1.PC・小型家電とリサイクル
事業所で使われるPC・小型家電は、事業系一般廃棄物に分類されます。都市鉱山、というフレーズが使われるようになり、耳にしたことのある人も多いのではないでしょうか。近年ではパソコンや携帯電話をはじめとする電子機器の発達が著しく、それらにはレアメタルが使われています。パソコンの基板1トンからは、約140グラムの金が回収できます。また、国内で廃棄された工業製品の中には約6800トンもの金が含まれており、これは世界の現有埋蔵金の16%に相当します。他にも様々な貴金属・レアメタルが廃棄物に眠っており、資源化が可能であれば世界有数の鉱物資源産出国ということになります。というわけで、主として都市鉱山とは廃棄される大量の電子機器などに含まれる、貴金属やレアメタルのことを指すのです。

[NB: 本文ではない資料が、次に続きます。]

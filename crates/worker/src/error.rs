//! Worker error types.

use thiserror::Error;

/// Invalid or missing configuration.
#[derive(Debug, Error)]
pub enum ConfigError {
    #[error("Missing required setting {0}")]
    Missing(&'static str),

    #[error("Invalid value for {key}: {value}")]
    Invalid { key: &'static str, value: String },
}

impl ConfigError {
    pub fn invalid(key: &'static str, value: &str) -> Self {
        ConfigError::Invalid {
            key,
            value: value.to_string(),
        }
    }
}

/// Errors that stop the worker from starting.
#[derive(Debug, Error)]
pub enum WorkerError {
    #[error(transparent)]
    Config(#[from] ConfigError),

    #[error("Database error: {0}")]
    Database(#[from] sqlx::Error),

    #[error("Migration error: {0}")]
    Migration(#[from] sqlx::migrate::MigrateError),

    #[error("Broker error: {0}")]
    Broker(#[from] outbox::OutboxError),

    #[error("Metrics exporter error: {0}")]
    Metrics(#[from] metrics_exporter_prometheus::BuildError),

    /// The binary was built without support for the configured broker.
    #[error("Broker {0} is not available in this build")]
    BrokerUnavailable(&'static str),
}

本カテゴリでは、そのような都市鉱山のうち、パソコンや携帯電話をはじめとする小型電子機器に関わるものを取り上げていきます。
2.都市鉱山を多く含む小型家電の具体例
小型家電リサイクル法により、以下のものが特定対象品目としてリサイクルされています。
- パソコン、ノートパソコン、タブレット端末
- 携帯電話、スマートフォン
- ゲーム機
- デジタルカメラ
- 電話機、ファックス
- ビデオレコーダーや音楽プレイヤーなどのAV機器
- HDD、USBメモリ、メモリーカードなどの記憶媒体
- 電子書籍端末
- 電子辞書、電卓
- 電子血圧計、電子体温計
- 理美容機器(ヘアドライヤー、ヘアーアイロン、電気かみそり、電気バリカン、電気かみそり洗浄機、電動歯ブラシ)
- 懐中電灯
- 時計 など
また、遊技機なども貴金属やレアメタルのリサイクル対象となるケースもあります。
3.PC・小型家電等の主なリサイクル方法
<概況>
これらの電子機器類は産業廃棄物としては扱われませんが、パソコンなどは事業者から輩出されるものが大多数であったりと、産業廃棄物を主として扱うリサイクル工場での受入れも少なくありません。また、前述のとおり都市鉱山リサイクルの対象としてはもちろん、分解後の筐体のプラスチック部分や鉄などのベースメタルのリサイクルも同時にされることもあります。
<主なリサイクル用途・方法>
1.)まずは、貴金属やレアメタル・鉄などのベースメタル・プラスチックなど、各種類ごとに分解・分別されます
2.)分別されたそれぞれの廃棄物のパーツ等を、性状にしたがってリサイクル・適正処理されます。
以下がその一例となります。
- 金銀銅滓や基板など…溶融などの処理を経て貴金属・レアメタル原料化
- プラスチック…再生樹脂化
- 非鉄金属…非鉄金属原料や、自動車部品などの製品化
- ステンレス…ステンレス鋼化
- 一部のダスト…焼却されサーマルリサイクル・焼却後残さを路盤材化
<その他の処理方法>
従来は廃棄された小型家電がその大半がそのまま埋立てられていました。現在では国全体で回収率20%という目標を掲げ、小型家電のリサイクルを促進させる流れができつつありますが、それでも十分な有効活用がされているとは言い難い現状です。